Netanyahu, yang dulunya dikenal lihai menjinakkan oposisi, kini justru dikepung oleh sekutu-sekutunya sendiri. Mereka bukan hanya saling bersaing memaksakan agenda, tapi juga berlomba menjadi penghalang terbesar bagi upaya normalisasi situasi. Dalam koalisi yang begitu beragam dan bertentangan secara prinsipil, tidak ada strategi jangka panjang—yang ada hanya kompromi jangka pendek. Dan seperti semua kompromi yang buruk, itu hanya menunda kehancuran, bukan mencegahnya.

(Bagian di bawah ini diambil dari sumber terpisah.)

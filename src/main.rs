use beacon::config::Config;
use beacon::routing::Router;
use beacon::server;

#[tokio::main]
async fn main() -> anyhow::Result<()> {
    tracing_subscriber::fmt()
        .with_target(false)
        .with_level(true)
        .init();

    let cfg = Config::load()?;
    let router = Router::from_config(&cfg)?;

    let listener = server::listener::bind(&cfg.server.listen_addr)
        .await
        .inspect_err(|e| tracing::error!("{:#}", e))?;

    let addr = listener.local_addr()?;
    tracing::info!("Try these endpoints:");
    tracing::info!("  http://{}/app/hello?name=John", addr);
    tracing::info!("  http://{}/stocks?symbol=fb", addr);
    tracing::info!("  http://{}/", addr);

    tokio::select! {
        res = server::listener::serve(listener, &router) => {
            res?;
        }

        _ = tokio::signal::ctrl_c() => {
            tracing::info!("Shutdown signal received");
        }
    }

    Ok(())
}
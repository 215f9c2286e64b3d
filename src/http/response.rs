use bytes::Bytes;

pub const TEXT_PLAIN: &str = "text/plain";
pub const APPLICATION_JSON: &str = "application/json";

/// HTTP status codes produced by the server.
///
/// - `Ok` (200): Request successful
/// - `BadRequest` (400): No parsable request line
/// - `NotFound` (404): Static resource absent
/// - `InternalServerError` (500): Handler or transport failure
/// - `BadGateway` (502): Upstream answered with a non-200 status
/// - `Other`: anything else, serialized with the reason "Unknown Status"
#[derive(Debug, Clone, Copy, PartialEq, Eq)]
pub enum StatusCode {
    /// 200 OK
    Ok,
    /// 400 Bad Request
    BadRequest,
    /// 404 Not Found
    NotFound,
    /// 500 Internal Server Error
    InternalServerError,
    /// 502 Bad Gateway
    BadGateway,
    Other(u16),
}

impl StatusCode {
    /// Returns the numeric HTTP status code.
    ///
    /// # Example
    ///
    /// ```
    /// # use beacon::http::response::StatusCode;
    /// assert_eq!(StatusCode::Ok.as_u16(), 200);
    /// assert_eq!(StatusCode::BadGateway.as_u16(), 502);
    /// ```
    pub fn as_u16(&self) -> u16 {
        match self {
            StatusCode::Ok => 200,
            StatusCode::BadRequest => 400,
            StatusCode::NotFound => 404,
            StatusCode::InternalServerError => 500,
            StatusCode::BadGateway => 502,
            StatusCode::Other(code) => *code,
        }
    }

    /// Returns the reason phrase written on the status line.
    ///
    /// # Example
    ///
    /// ```
    /// # use beacon::http::response::StatusCode;
    /// assert_eq!(StatusCode::NotFound.reason_phrase(), "Not Found");
    /// assert_eq!(StatusCode::Other(418).reason_phrase(), "Unknown Status");
    /// ```
    pub fn reason_phrase(&self) -> &'static str {
        match self {
            StatusCode::Ok => "OK",
            StatusCode::BadRequest => "Bad Request",
            StatusCode::NotFound => "Not Found",
            StatusCode::InternalServerError => "Internal Server Error",
            StatusCode::BadGateway => "Bad Gateway",
            StatusCode::Other(_) => "Unknown Status",
        }
    }
}

/// The result of routing one request.
///
/// Owned by the connection until it has been written, then dropped. The
/// body is always raw bytes; text is encoded before it gets here, so
/// `body.len()` is the value that goes out as `Content-Length`.
#[derive(Debug, Clone)]
pub struct Response {
    pub status: StatusCode,
    pub content_type: String,
    pub body: Bytes,
}

/// Builder for constructing HTTP responses in a fluent style.
///
/// # Example
///
/// ```ignore
/// let response = ResponseBuilder::new(StatusCode::Ok)
///     .content_type("application/json")
///     .text("{}")
///     .build();
/// ```
pub struct ResponseBuilder {
    status: StatusCode,
    content_type: String,
    body: Bytes,
}

impl ResponseBuilder {
    /// Creates a new builder with an empty `text/plain` body.
    pub fn new(status: StatusCode) -> Self {
        Self {
            status,
            content_type: TEXT_PLAIN.to_string(),
            body: Bytes::new(),
        }
    }

    pub fn content_type(mut self, content_type: impl Into<String>) -> Self {
        self.content_type = content_type.into();
        self
    }

    /// Sets a text body, stored as its UTF-8 encoding.
    pub fn text(mut self, body: impl Into<String>) -> Self {
        self.body = Bytes::from(body.into().into_bytes());
        self
    }

    /// Sets a binary body, stored untouched.
    pub fn bytes(mut self, body: impl Into<Bytes>) -> Self {
        self.body = body.into();
        self
    }

    pub fn build(self) -> Response {
        Response {
            status: self.status,
            content_type: self.content_type,
            body: self.body,
        }
    }
}

impl Response {
    /// Number of body bytes, as announced in `Content-Length`.
    pub fn content_length(&self) -> usize {
        self.body.len()
    }

    /// Creates a `text/plain` response.
    pub fn plain(status: StatusCode, body: impl Into<String>) -> Self {
        ResponseBuilder::new(status).text(body).build()
    }

    /// Creates a 200 `application/json` response from already-serialized JSON.
    pub fn json(body: impl Into<Bytes>) -> Self {
        ResponseBuilder::new(StatusCode::Ok)
            .content_type(APPLICATION_JSON)
            .bytes(body)
            .build()
    }

    /// Creates the 400 answer for a connection without a parsable request line.
    pub fn bad_request() -> Self {
        Self::plain(StatusCode::BadRequest, "Bad Request")
    }

    /// Creates a 404 response naming the path that was asked for.
    pub fn not_found(path: &str) -> Self {
        Self::plain(StatusCode::NotFound, format!("File not found: {}", path))
    }

    /// Creates a 500 Internal Server Error response.
    pub fn internal_error() -> Self {
        Self::plain(StatusCode::InternalServerError, "Internal Server Error")
    }
}
use anyhow::Context;
use tokio::net::TcpListener;
use tracing::{error, info, warn};

use crate::http::connection::Connection;
use crate::routing::Router;

/// Binds the listening socket. Failing here is the only fatal error.
pub async fn bind(listen_addr: &str) -> anyhow::Result<TcpListener> {
    let listener = TcpListener::bind(listen_addr)
        .await
        .with_context(|| format!("Could not listen on {}", listen_addr))?;
    info!("Listening on {}", listener.local_addr()?);
    Ok(listener)
}

/// Accepts connections forever, handling each one to completion before the
/// next `accept`.
pub async fn serve(listener: TcpListener, router: &Router) -> anyhow::Result<()> {
    loop {
        let (socket, peer) = match listener.accept().await {
            Ok(accepted) => accepted,
            Err(e) => {
                warn!(error = %e, "Accept failed");
                continue;
            }
        };
        info!("Accepted connection from {}", peer);

        let mut conn = Connection::new(socket, router);
        if let Err(e) = conn.run().await {
            error!("Connection error from {}: {:#}", peer, e);
        }
    }
}
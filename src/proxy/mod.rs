//! Upstream proxying
//!
//! This module holds the stock quote proxy, the only outbound dependency of
//! the server.

pub mod upstream;

pub use upstream::QuoteProxy;
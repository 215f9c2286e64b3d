//! Request routing

pub mod router;

pub use router::{Route, Router, match_route};
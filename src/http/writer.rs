use bytes::{BufMut, Bytes, BytesMut};
use tokio::io::{AsyncWrite, AsyncWriteExt};

use crate::http::response::Response;

const HTTP_VERSION: &str = "HTTP/1.1";

/// Serializes a response into a complete HTTP/1.1 message.
///
/// Header order is fixed: `Content-Type`, `Content-Length`, `Connection`.
pub fn serialize_response(resp: &Response) -> Bytes {
    let head = format!(
        "{} {} {}\r\nContent-Type: {}\r\nContent-Length: {}\r\nConnection: close\r\n\r\n",
        HTTP_VERSION,
        resp.status.as_u16(),
        resp.status.reason_phrase(),
        resp.content_type,
        resp.content_length(),
    );

    let mut buf = BytesMut::with_capacity(head.len() + resp.body.len());
    buf.put_slice(head.as_bytes());
    buf.put_slice(&resp.body);
    buf.freeze()
}

pub struct ResponseWriter {
    buffer: Bytes,
    written: usize,
}

impl ResponseWriter {
    pub fn new(response: &Response) -> Self {
        Self {
            buffer: serialize_response(response),
            written: 0,
        }
    }

    pub async fn write_to_stream<W>(&mut self, stream: &mut W) -> anyhow::Result<()>
    where
        W: AsyncWrite + Unpin,
    {
        while self.written < self.buffer.len() {
            let n = stream.write(&self.buffer[self.written..]).await?;

            if n == 0 {
                return Err(anyhow::anyhow!("connection closed while writing"));
            }

            self.written += n;
        }

        stream.flush().await?;
        Ok(())
    }
}
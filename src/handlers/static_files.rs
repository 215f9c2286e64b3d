//! Static file serving.
//!
//! A request path is first filtered as a string (`..` removed, repeated `/`
//! collapsed), then joined onto each configured root in order. A candidate
//! only counts when it is a regular file whose canonical path stays inside
//! the canonical root, so symlinks cannot lead outside the tree either.

use std::path::{Path, PathBuf};

use anyhow::Context;
use tokio::fs;
use tracing::{debug, warn};

use crate::http::mime::MimeClassifier;
use crate::http::response::{Response, ResponseBuilder, StatusCode};

pub const INDEX_PATH: &str = "/index.html";

pub struct StaticFiles {
    roots: Vec<PathBuf>,
    mime: MimeClassifier,
}

/// Removes every `..`, collapses runs of `/`, and maps an empty or bare `/`
/// path to [`INDEX_PATH`].
pub fn sanitize_path(path: &str) -> String {
    let mut clean = path.replace("..", "");
    while clean.contains("//") {
        clean = clean.replace("//", "/");
    }

    if clean.is_empty() || clean == "/" {
        INDEX_PATH.to_string()
    } else {
        clean
    }
}

impl StaticFiles {
    pub fn new(roots: Vec<PathBuf>, mime: MimeClassifier) -> Self {
        Self { roots, mime }
    }

    /// Finds the first root holding `sanitized` as a regular file.
    pub async fn resolve(&self, sanitized: &str) -> Option<PathBuf> {
        let relative = sanitized.trim_start_matches('/');

        for root in &self.roots {
            let candidate = root.join(relative);

            match fs::metadata(&candidate).await {
                Ok(meta) if meta.is_file() => {}
                _ => continue,
            }

            if is_contained(root, &candidate).await {
                return Some(candidate);
            }

            warn!(
                root = %root.display(),
                path = %sanitized,
                "Rejected static path escaping its root"
            );
        }

        None
    }

    /// Serves `requested` from the first matching root.
    ///
    /// A missing file is a 404 response; a file that exists but cannot be
    /// read is an error.
    pub async fn serve(&self, requested: &str) -> anyhow::Result<Response> {
        let sanitized = sanitize_path(requested);

        let Some(file) = self.resolve(&sanitized).await else {
            debug!(path = %requested, "Static file not found");
            return Ok(Response::not_found(requested));
        };

        let body = fs::read(&file)
            .await
            .with_context(|| format!("failed to read {}", file.display()))?;

        Ok(ResponseBuilder::new(StatusCode::Ok)
            .content_type(self.mime.classify(&file))
            .bytes(body)
            .build())
    }
}

async fn is_contained(root: &Path, candidate: &Path) -> bool {
    let (Ok(root), Ok(candidate)) = (fs::canonicalize(root).await, fs::canonicalize(candidate).await)
    else {
        return false;
    };
    candidate.starts_with(&root) && candidate != root
}
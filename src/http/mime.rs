//! Content-type detection for static files.
//!
//! A [`MimeClassifier`] checks configured overrides first, then asks an
//! optional [`ContentProbe`], then its built-in extension table, and finally
//! falls back to [`DEFAULT_MIME`].

use std::collections::HashMap;
use std::path::Path;

/// Answer for extensions nobody recognises, at every call site.
pub const DEFAULT_MIME: &str = "application/octet-stream";

const BUILTIN_TYPES: &[(&str, &str)] = &[
    ("html", "text/html"),
    ("htm", "text/html"),
    ("css", "text/css"),
    ("js", "application/javascript"),
    ("mjs", "application/javascript"),
    ("png", "image/png"),
    ("jpg", "image/jpeg"),
    ("jpeg", "image/jpeg"),
    ("jpe", "image/jpeg"),
    ("jfif", "image/jpeg"),
    ("jpg_large", "image/jpeg"),
    ("gif", "image/gif"),
    ("ico", "image/x-icon"),
    ("json", "application/json"),
    ("svg", "image/svg+xml"),
    ("txt", "text/plain"),
];

/// Something that can name a content type for a file without the table.
pub trait ContentProbe: Send + Sync {
    fn probe(&self, path: &Path) -> Option<String>;
}

/// Probe backed by the `mime_guess` database.
#[derive(Debug, Default, Clone, Copy)]
pub struct GuessProbe;

impl ContentProbe for GuessProbe {
    fn probe(&self, path: &Path) -> Option<String> {
        mime_guess::from_path(path)
            .first()
            .map(|m| m.essence_str().to_string())
    }
}

/// Immutable extension → content-type map. Keys are lowercase, without the dot.
#[derive(Debug, Clone)]
pub struct MimeTable {
    types: HashMap<String, String>,
}

impl MimeTable {
    pub fn get(&self, extension: &str) -> Option<&str> {
        self.types
            .get(&extension.to_ascii_lowercase())
            .map(|m| m.as_str())
    }
}

impl Default for MimeTable {
    fn default() -> Self {
        let types = BUILTIN_TYPES
            .iter()
            .map(|(ext, mime)| (ext.to_string(), mime.to_string()))
            .collect();
        Self { types }
    }
}

pub struct MimeClassifier {
    /// Operator-supplied types, keyed like the table
    overrides: HashMap<String, String>,
    table: MimeTable,
    probe: Option<Box<dyn ContentProbe>>,
}

impl MimeClassifier {
    pub fn new(table: MimeTable, probe: Option<Box<dyn ContentProbe>>) -> Self {
        Self {
            overrides: HashMap::new(),
            table,
            probe,
        }
    }

    /// Adds `overrides`, which outrank both the probe and the table.
    /// Keys may carry a leading dot and any case.
    pub fn with_overrides(mut self, overrides: &HashMap<String, String>) -> Self {
        for (ext, mime) in overrides {
            let ext = ext.trim_start_matches('.').to_ascii_lowercase();
            self.overrides.insert(ext, mime.clone());
        }
        self
    }

    /// Classifier using only the table, as when no probe is available.
    pub fn table_only(table: MimeTable) -> Self {
        Self::new(table, None)
    }

    pub fn classify(&self, path: &Path) -> String {
        let extension = path
            .extension()
            .and_then(|ext| ext.to_str())
            .map(|ext| ext.to_ascii_lowercase());

        if let Some(mime) = extension.as_ref().and_then(|ext| self.overrides.get(ext)) {
            return mime.clone();
        }

        if let Some(mime) = self.probe.as_ref().and_then(|p| p.probe(path)) {
            return mime;
        }

        extension
            .as_deref()
            .and_then(|ext| self.table.get(ext))
            .unwrap_or(DEFAULT_MIME)
            .to_string()
    }
}

impl Default for MimeClassifier {
    fn default() -> Self {
        Self::new(MimeTable::default(), Some(Box::new(GuessProbe)))
    }
}

impl std::fmt::Debug for MimeClassifier {
    fn fmt(&self, f: &mut std::fmt::Formatter<'_>) -> std::fmt::Result {
        f.debug_struct("MimeClassifier")
            .field("overrides", &self.overrides)
            .field("table", &self.table)
            .field("probe", &self.probe.is_some())
            .finish()
    }
}
//! Count every 128-mer of a FASTA sequence exactly and with each sketch at equal memory.
//!
//! Usage: `kmer_count <sequence.fa> [load-factor]`
use std::collections::HashMap;
use std::error::Error;
use std::time::Instant;

use hd_sketch::{FrequencySketch, Kmer128, PackedSequence, Sketch, SketchConfig};
use rand::rngs::StdRng;
use rand::SeedableRng;
use tracing_subscriber::EnvFilter;

const DEFAULT_LOAD_FACTOR: f64 = 4.0;
const CMS_HEIGHT: usize = 4;

fn main() -> Result<(), Box<dyn Error>> {
    tracing_subscriber::fmt()
        .with_env_filter(EnvFilter::from_default_env())
        .init();

    let mut args = std::env::args().skip(1);
    let path = args.next().ok_or("usage: kmer_count <sequence.fa> [load-factor]")?;
    let load_factor = match args.next() {
        Some(v) => v.parse()?,
        None => DEFAULT_LOAD_FACTOR,
    };

    let start = Instant::now();
    let seq = PackedSequence::open(&path)?;
    println!("read {} bases in {:?}", seq.len(), start.elapsed());

    let start = Instant::now();
    let mut exact: HashMap<Kmer128, u32> = HashMap::new();
    for kmer in seq.kmers() {
        *exact.entry(kmer).or_insert(0) += 1;
    }
    println!(
        "exact: {} k-mers, {} distinct in {:?}",
        seq.num_kmers(),
        exact.len(),
        start.elapsed()
    );

    let num_keys = exact.len();
    let configs = [
        SketchConfig::count_min_matching_hd(num_keys, load_factor, CMS_HEIGHT, false)?,
        SketchConfig::count_min_matching_hd(num_keys, load_factor, CMS_HEIGHT, true)?,
        SketchConfig::hd_for_load_factor(num_keys, load_factor, false)?,
        SketchConfig::hd_for_load_factor(num_keys, load_factor, true)?,
    ];

    let mut rng = StdRng::seed_from_u64(12345);
    for config in configs {
        let mut sketch: Sketch<Kmer128, u32> = config.build(&mut rng)?;

        let start = Instant::now();
        for kmer in seq.kmers() {
            sketch.insert(&kmer);
        }
        let insert_time = start.elapsed();

        let start = Instant::now();
        let squared_error: f64 = exact
            .iter()
            .map(|(kmer, &count)| (sketch.estimate(kmer) - f64::from(count)).powi(2))
            .sum();
        let query_time = start.elapsed();

        println!(
            "{:>10}: {} bytes, insert {:?}, query {:?}, mse {:.4}",
            sketch.name(),
            sketch.size_of(),
            insert_time,
            query_time,
            squared_error / num_keys as f64
        );
    }
    Ok(())
}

Dari kacamata luar, situasi ini terlihat semakin absurd. Dunia sedang menyorot konflik berkepanjangan di Gaza, menuntut penyelesaian damai, mengutuk penderitaan warga sipil, dan menyerukan gencatan senjata. Tapi di dalam negeri, para elite politik Israel justru mempersoalkan hal-hal yang, dalam banyak demokrasi modern, akan dianggap tak masuk akal: kenapa siswa agama tak wajib militer? Kenapa menghentikan perang itu salah? Kenapa menyelamatkan sandera dianggap tunduk pada terorisme?
Di sinilah letak tragedi sekaligus ironi Israel hari ini. Sebuah negara yang dibangun dengan mimpi kebebasan dan perlindungan rakyatnya kini terjebak dalam tarik-menarik kekuasaan yang tak lagi memperhitungkan nyawa. Seperti layang-layang yang ditarik dari dua arah yang saling berlawanan: satu ke langit konfrontasi abadi, satu lagi ke tanah eksklusivisme religius. Dan sang pilot? Ia hanya ingin layang-layang itu tetap di udara, apapun caranya.
Mungkin Netanyahu percaya bahwa selama ia bisa menjaga keseimbangan ini, ia masih bisa bertahan. Tapi sejarah politik tidak ramah pada mereka yang hanya ingin bertahan tanpa arah. Dan rakyat, cepat atau lambat, akan menghitung berapa banyak harga yang harus dibayar demi ambisi satu orang dan kepuasan segelintir kelompok. Ketika politik menjadi permainan bertahan hidup, bukan lagi alat untuk melayani publik, maka negara akan terus berjalan—tapi tanpa jiwa. Dan itulah tragedi sesungguhnya.